I'm not aware of any languages with first-class protocols necessitating this kind of chicanery. Most invoke them as ordinary functions. Having implemented and used protocols (in JavaScript!) for nearly a decade, this is how I invoke them:

Functor.map(stooges, stooge => stooge.toUpperCase()) //improved readability!

When something gets promoted into the language proper one of the usual gains is integrated syntax. Partial application and pipelines exemplify this. I use both regularly today with subpar syntax.

Records and tuples are possible today with no changes in the language:

const della = Record({
  name: 'Della',
  children: Tuple([
    Record({
      name: 'Huey',
    }),
    Record({
      name: 'Dewey',
    }),
    Record({
      name: 'Louie',
    }),
  ]),
});

But they are changing the language so that we can have:

const della = #{
  name: 'Della',
  children: #[
    #{
      name: 'Huey',
    },
    #{
      name: 'Dewey',
    },
    #{
      name: 'Louie',
    },
  ],
};

This further illustrates how syntax, good or bad, either spurs or hinders adoption.

The respondent to my original question states:

It's similar to how you can use, for example, Symbol.iterator by doing myIterable[Symbol.iterator]().

Reaching into an object with a symbol and then invoking it might be bearable if were only done occasionally, but protocols are not a once-in-a-while kind of thing. I use protocols interchangeably with functions (i.e. all the time!). I don't make a distinction between them. Both are just functions. I even export them as such:

export const map = Functor.map; 

so that I can

map(stooges, stooge => stooge.toUpperCase())

The beauty is you can start off by implementing a function and later, when the use case appears, promote it to a protocol. You don't have to prematurely decide you need a protocol for some situation. This follows the usual advice about not too quickly deciding that.

The dev importing your protocol need not even know it's anything but an ordinary function! He shouldn't have to care whether it's an ordinary function, a composition, a higher-order function, a multimethod, or a protocol. If it's a function it should interface and act like a first-class function. And it should be possible to pass it around as a value.

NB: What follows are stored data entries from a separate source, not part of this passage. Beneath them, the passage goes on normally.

//! Shared test fixtures for the condition engine

use std::cell::{Cell, RefCell};
use std::sync::atomic::{AtomicBool, Ordering};
use std::sync::Arc;

use chrono::{NaiveDate, NaiveDateTime};
use hearth_core::{Model, RuleEvent, RuleEventType};

use crate::condition::{Condition, ConditionResult};
use crate::context::ConditionContext;

/// Condition context with a settable clock, a model list, and a wake-up log
pub struct TestContext {
    now: Cell<NaiveDateTime>,
    models: RefCell<Vec<Model>>,
    wake_ups: RefCell<Vec<NaiveDateTime>>,
}

impl TestContext {
    pub fn new(now: NaiveDateTime) -> Self {
        TestContext {
            now: Cell::new(now),
            models: RefCell::new(Vec::new()),
            wake_ups: RefCell::new(Vec::new()),
        }
    }

    pub fn at(year: i32, month: u32, day: u32, hour: u32, minute: u32) -> Self {
        Self::new(
            NaiveDate::from_ymd_opt(year, month, day)
                .unwrap()
                .and_hms_opt(hour, minute, 0)
                .unwrap(),
        )
    }

    pub fn set_now(&self, now: NaiveDateTime) {
        self.now.set(now);
    }

    pub fn add_model(&self, model: Model) {
        self.models.borrow_mut().push(model);
    }

    pub fn set_models(&self, models: Vec<Model>) {
        *self.models.borrow_mut() = models;
    }

    pub fn wake_ups(&self) -> Vec<NaiveDateTime> {
        self.wake_ups.borrow().clone()
    }

    pub fn last_wake_up(&self) -> Option<NaiveDateTime> {
        self.wake_ups.borrow().last().copied()
    }

    pub fn clear_wake_ups(&self) {
        self.wake_ups.borrow_mut().clear();
    }
}

impl ConditionContext for TestContext {
    fn local_time(&self) -> NaiveDateTime {
        self.now.get()
    }

    fn models(&self) -> Vec<Model> {
        self.models.borrow().clone()
    }

    fn wake_up_at(&self, timestamp: NaiveDateTime) {
        self.wake_ups.borrow_mut().push(timestamp);
    }
}

/// Simple trigger that fires on "power" value changes while armed,
/// exposing its armed flag for assertions
pub struct RecordingTrigger {
    armed: Arc<AtomicBool>,
}

impl RecordingTrigger {
    pub fn new(armed: Arc<AtomicBool>) -> Self {
        RecordingTrigger { armed }
    }
}

impl Condition for RecordingTrigger {
    fn is_satisfiable(&self, _ctx: &dyn ConditionContext) -> ConditionResult<bool> {
        Ok(true)
    }

    fn activate(&mut self, _ctx: &dyn ConditionContext) -> ConditionResult<()> {
        self.armed.store(true, Ordering::SeqCst);
        Ok(())
    }

    fn deactivate(&mut self, _ctx: &dyn ConditionContext) {
        self.armed.store(false, Ordering::SeqCst);
    }

    fn handles_event_of_type(&self, event_type: RuleEventType) -> bool {
        event_type == RuleEventType::ValueChanged
    }

    fn should_fire(
        &mut self,
        _ctx: &dyn ConditionContext,
        event: &RuleEvent,
    ) -> ConditionResult<bool> {
        if !self.armed.load(Ordering::SeqCst) {
            return Ok(false);
        }
        Ok(matches!(
            event,
            RuleEvent::ValueChanged { attribute, .. } if attribute == "power"
        ))
    }

    fn is_simple_trigger(&self) -> bool {
        true
    }
}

But when a protocol is invoked via symbol it no longer can be. It loses its first-class function status. This is a serious design mistake.

function groupBy(xs, f){
  //somewhere in the body `f(x)` is called.
  //but if `x[f]()` is required of protocols then protocols are not also first-class functions
}

If there were no distinction between flavors of functions (protocol v. ordinary) then f could be either and that's ideal. I mean, you wouldn't want to exclude a whole class of functions from being passed around as values.

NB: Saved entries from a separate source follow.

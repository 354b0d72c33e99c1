//! Matcher filters
//!
//! Same Active/Inactive shape as the time-window filters, but gated by a
//! predicate over the models visible in the context rather than by the
//! clock. The matcher declares which event types force re-evaluation
//! (attribute changes, typically).

use hearth_core::{RuleEvent, RuleEventType, Value};
use regex::Regex;
use tracing::trace;

use crate::condition::{Condition, ConditionError, ConditionResult};
use crate::context::ConditionContext;
use crate::filter::{Filter, FilterGate, FilterMachine};

/// Predicate over the set of models visible in a context
pub trait ContextMatcher: Send {
    /// Whether the context currently matches
    fn matches(&self, ctx: &dyn ConditionContext) -> ConditionResult<bool>;

    /// Event types on which the matcher must be re-evaluated
    fn reevaluates_on(&self, event_type: RuleEventType) -> bool {
        event_type == RuleEventType::ValueChanged
    }

    /// Whether any currently visible model could satisfy the matcher
    fn is_satisfiable(&self, ctx: &dyn ConditionContext) -> ConditionResult<bool> {
        self.matches(ctx)
    }
}

/// Filter gate driven by a [`ContextMatcher`]
pub struct MatcherGate {
    matcher: Box<dyn ContextMatcher>,
}

impl MatcherGate {
    /// Create a gate around `matcher`
    pub fn new(matcher: Box<dyn ContextMatcher>) -> Self {
        MatcherGate { matcher }
    }
}

impl FilterGate for MatcherGate {
    fn transitions_on(&self, event_type: RuleEventType) -> bool {
        self.matcher.reevaluates_on(event_type)
    }

    fn matches(&self, ctx: &dyn ConditionContext) -> ConditionResult<bool> {
        self.matcher.matches(ctx)
    }

    fn update(
        &mut self,
        ctx: &dyn ConditionContext,
        _event: &RuleEvent,
    ) -> ConditionResult<bool> {
        self.matcher.matches(ctx)
    }

    fn is_satisfiable(&self, ctx: &dyn ConditionContext) -> ConditionResult<bool> {
        // The filter conjoins this with the delegate's own satisfiability:
        // both must hold for the composite to ever fire.
        self.matcher.is_satisfiable(ctx)
    }
}

/// Filter gating `delegate` by a context matcher
pub fn matcher_filter(matcher: Box<dyn ContextMatcher>, delegate: Box<dyn Condition>) -> Filter {
    FilterMachine::condition(Box::new(MatcherGate::new(matcher)), delegate)
}

/// How an attribute value is compared
pub enum ValueMatch {
    /// Exact value equality
    Equals(Value),

    /// Regex over the string form of the value (non-strings never match)
    Matches(Regex),

    /// The attribute merely has to be present
    Present,
}

/// Matches when any visible model has an attribute satisfying a [`ValueMatch`]
pub struct AttributeValueMatcher {
    attribute: String,
    expected: ValueMatch,
}

impl AttributeValueMatcher {
    /// Match models whose `attribute` equals `value`
    pub fn equals(attribute: impl Into<String>, value: Value) -> Self {
        AttributeValueMatcher {
            attribute: attribute.into(),
            expected: ValueMatch::Equals(value),
        }
    }

    /// Match models whose string-valued `attribute` matches `pattern`
    pub fn matching(attribute: impl Into<String>, pattern: &str) -> ConditionResult<Self> {
        let regex = Regex::new(pattern)
            .map_err(|e| ConditionError::InvalidConfig(format!("invalid pattern: {e}")))?;
        Ok(AttributeValueMatcher {
            attribute: attribute.into(),
            expected: ValueMatch::Matches(regex),
        })
    }

    /// Match models that carry `attribute` at all
    pub fn present(attribute: impl Into<String>) -> Self {
        AttributeValueMatcher {
            attribute: attribute.into(),
            expected: ValueMatch::Present,
        }
    }

    fn value_matches(&self, value: &Value) -> bool {
        match &self.expected {
            ValueMatch::Equals(expected) => value == expected,
            ValueMatch::Matches(regex) => value.as_str().is_some_and(|s| regex.is_match(s)),
            ValueMatch::Present => true,
        }
    }
}

impl ContextMatcher for AttributeValueMatcher {
    fn matches(&self, ctx: &dyn ConditionContext) -> ConditionResult<bool> {
        let matched = ctx
            .models()
            .iter()
            .any(|model| {
                model
                    .get_attribute(&self.attribute)
                    .is_some_and(|value| self.value_matches(value))
            });
        trace!(attribute = %self.attribute, matched, "attribute matcher evaluated");
        Ok(matched)
    }
}

#[cfg(test)]
mod tests {
    use super::*;
    use crate::filter::FilterState;
    use crate::testutil::{RecordingTrigger, TestContext};
    use hearth_core::{Address, Model};
    use serde_json::json;
    use std::sync::atomic::{AtomicBool, Ordering};
    use std::sync::Arc;

    fn ctx_with_thermostat(mode: &str) -> TestContext {
        let ctx = TestContext::at(2026, 3, 2, 12, 0);
        ctx.add_model(Model::new("dev:therm-1").with_attribute("mode", json!(mode)));
        ctx
    }

    #[test]
    fn test_equals_matcher() {
        let matcher = AttributeValueMatcher::equals("mode", json!("heat"));
        assert!(matcher.matches(&ctx_with_thermostat("heat")).unwrap());
        assert!(!matcher.matches(&ctx_with_thermostat("cool")).unwrap());
    }

    #[test]
    fn test_regex_matcher() {
        let matcher = AttributeValueMatcher::matching("mode", "^heat").unwrap();
        assert!(matcher.matches(&ctx_with_thermostat("heat-eco")).unwrap());
        assert!(!matcher.matches(&ctx_with_thermostat("cool")).unwrap());

        assert!(AttributeValueMatcher::matching("mode", "h(eat").is_err());
    }

    #[test]
    fn test_regex_matcher_ignores_non_strings() {
        let ctx = TestContext::at(2026, 3, 2, 12, 0);
        ctx.add_model(Model::new("dev:a").with_attribute("mode", json!(42)));

        let matcher = AttributeValueMatcher::matching("mode", ".*").unwrap();
        assert!(!matcher.matches(&ctx).unwrap());
    }

    #[test]
    fn test_present_matcher() {
        let matcher = AttributeValueMatcher::present("mode");
        assert!(matcher.matches(&ctx_with_thermostat("anything")).unwrap());

        let empty = TestContext::at(2026, 3, 2, 12, 0);
        assert!(!matcher.matches(&empty).unwrap());
    }

    #[test]
    fn test_matcher_filter_unsatisfiable_without_matching_model() {
        let ctx = ctx_with_thermostat("cool");
        let armed = Arc::new(AtomicBool::new(false));
        let filter = matcher_filter(
            Box::new(AttributeValueMatcher::equals("mode", json!("heat"))),
            Box::new(RecordingTrigger::new(armed)),
        );

        assert!(!filter.is_satisfiable(&ctx).unwrap());
    }

    #[test]
    fn test_matcher_filter_arms_trigger_on_the_flipping_event() {
        let ctx = ctx_with_thermostat("cool");
        let armed = Arc::new(AtomicBool::new(false));
        let mut filter = matcher_filter(
            Box::new(AttributeValueMatcher::equals("mode", json!("heat"))),
            Box::new(RecordingTrigger::new(armed.clone())),
        );

        filter.activate(&ctx).unwrap();
        assert_eq!(filter.state(), Some(&FilterState::Inactive));

        // The registry now reports mode=heat, and the very event announcing
        // a power change both opens the gate and matches the trigger.
        ctx.set_models(vec![Model::new("dev:therm-1")
            .with_attribute("mode", json!("heat"))
            .with_attribute("power", json!("ON"))]);
        let event = RuleEvent::value_changed(
            Address::new("dev:therm-1"),
            "power",
            Some(json!("OFF")),
            Some(json!("ON")),
        );

        assert!(filter.on_event(&ctx, &event).unwrap());
        assert_eq!(filter.state(), Some(&FilterState::Active));
        assert!(armed.load(Ordering::SeqCst));
    }

    #[test]
    fn test_matcher_gate_not_reevaluated_on_scheduled_events() {
        let matcher = AttributeValueMatcher::equals("mode", json!("heat"));
        assert!(matcher.reevaluates_on(RuleEventType::ValueChanged));
        assert!(!matcher.reevaluates_on(RuleEventType::Scheduled));
        assert!(!matcher.reevaluates_on(RuleEventType::MessageReceived));
    }
}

Furthermore, you'd want to be able use the underlying flavors of functions interchangeably, e.g. to treat this as a private implementation detail.

Protocols are more akin to functions than methods, as their first-class nature shows. You'd absolutely want to be able to pass them around and use them in all the spots where you might pass in a vanilla function. TypeScript's types and interfaces are fine as methods as they're suited to OOP, whereas protocols are more suited to FP as I've previously elaborated.

Interfaces make the object the subject whereas protocols make the function the subject.

This is a key distinction.

//protocol
Functor.map(stooges, stooge => stooge.toUpperCase()) // kingdom of verbs

//method/interface
stooges.map(stooge => stooge.toUpperCase()) // kingdom of nouns

JavaScript (via TypeScript and/or duck typing) already has interface polymorphism. What it lacks is function polymorphism. Protocols can afford this and provide a different (FP-improved) style of programming, by allowing protocols to be treated as functions rather than methods. Clojure popularized protocols and this is how it uses them and from where much of their power is derived.